Review should therefore be visible in the documentation trail. Providers should be able to evidence when plans were reviewed, who was involved, what changed and how staff were updated. A current plan with no obvious review rationale is less persuasive than a clearly developed plan that shows how the service has learnt, adapted and refined its approach over time.
Preparing for inspection scrutiny
Providers should ensure:
- Plans are current, accessible and specific enough to guide daily support
- Staff understand individual goals, strengths, risks and support approaches
- Reviews and learning are documented clearly and linked to practice
- The person’s involvement is evidenced in a realistic and meaningful way
- Plans align with daily records, supervision and observed support
Preparation for scrutiny should not mean creating paperwork only when inspection is expected.

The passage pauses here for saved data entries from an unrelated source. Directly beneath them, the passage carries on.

use std::time::Duration;

use async_trait::async_trait;

/// Durable FIFO queue external to the broker.
///
/// Producers push commands, the dispatcher pops them; unsolicited client
/// frames travel the other way on a second list. Implementations: Redis
/// lists (deployment), memory (tests and single-process default).
///
/// FIFO contract: `blocking_pop` takes from the opposite end used by
/// `push`. `requeue` appends to the tail, behind items already waiting.
#[async_trait]
pub trait DurableQueue: Send + Sync {
    /// Append an item to the tail of the named list.
    async fn push(&self, list: &str, item: &str) -> anyhow::Result<()>;

    /// Pop one item from the head of the named list, waiting up to
    /// `timeout` for one to arrive. `None` timeout blocks indefinitely;
    /// `Ok(None)` means the wait timed out with the list still empty.
    async fn blocking_pop(
        &self,
        list: &str,
        timeout: Option<Duration>,
    ) -> anyhow::Result<Option<String>>;

    /// Put an item back onto the tail of the named list after a failed
    /// delivery attempt.
    async fn requeue(&self, list: &str, item: &str) -> anyhow::Result<()>;

    /// Number of items currently waiting in the named list.
    async fn len(&self, list: &str) -> anyhow::Result<usize>;
}

/// Key/value store with per-key TTL, external to the broker.
///
/// Holds short-lived liveness flags and per-task status/result keys.
/// Implementations: Redis (deployment), memory (tests and single-process
/// default). Individual operations are atomic; the broker never needs
/// transactions across keys.
#[async_trait]
pub trait StatusStore: Send + Sync {
    /// Set `key` to `value`, expiring after `ttl` when one is given.
    async fn set(&self, key: &str, value: &str, ttl: Option<Duration>) -> anyhow::Result<()>;

    /// Read `key`, or `None` if absent or expired.
    async fn get(&self, key: &str) -> anyhow::Result<Option<String>>;

    /// Delete `key`. Deleting an absent key is not an error.
    async fn delete(&self, key: &str) -> anyhow::Result<()>;
}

The strongest services use routine audits, supervision, spot checks and plan reviews to test whether person-centred planning is actually shaping support. This makes inspection preparation much easier because the evidence already exists in normal operational systems.
Leadership responsibility and service culture
Meeting commissioner and CQC expectations is not solely the responsibility of frontline staff. Leaders and managers play a crucial role in ensuring person-centred planning is understood, applied and reviewed consistently. This includes checking documentation quality, coaching staff on what good looks like, monitoring drift and ensuring that plans remain linked to real outcomes rather than becoming administrative templates.
In ABI services, service culture matters enormously. If person-centred planning is treated as a compliance task, staff may complete records without internalising the practice changes those records require. If it is treated as the foundation for safe, skilled and respectful support, staff are much more likely to use plans actively and consistently.
Meeting expectations consistently
ABI services that embed person-centred planning into everyday practice demonstrate stronger compliance and inspection confidence. They can show that plans are not just present but understood, applied, reviewed and evidenced. Staff can explain the rationale behind support. Leaders can evidence oversight. Individuals and families can see that planning influences real decisions and daily routines.
Ultimately, commissioner and CQC expectations are not separate from good ABI practice. They are asking services to demonstrate the same core principle: that support is shaped around the person as they are now, in a way that is responsive, consistent, respectful and outcome-focused. Providers that can evidence this clearly are far more likely to perform strongly under scrutiny and, more importantly, deliver better support in everyday practice.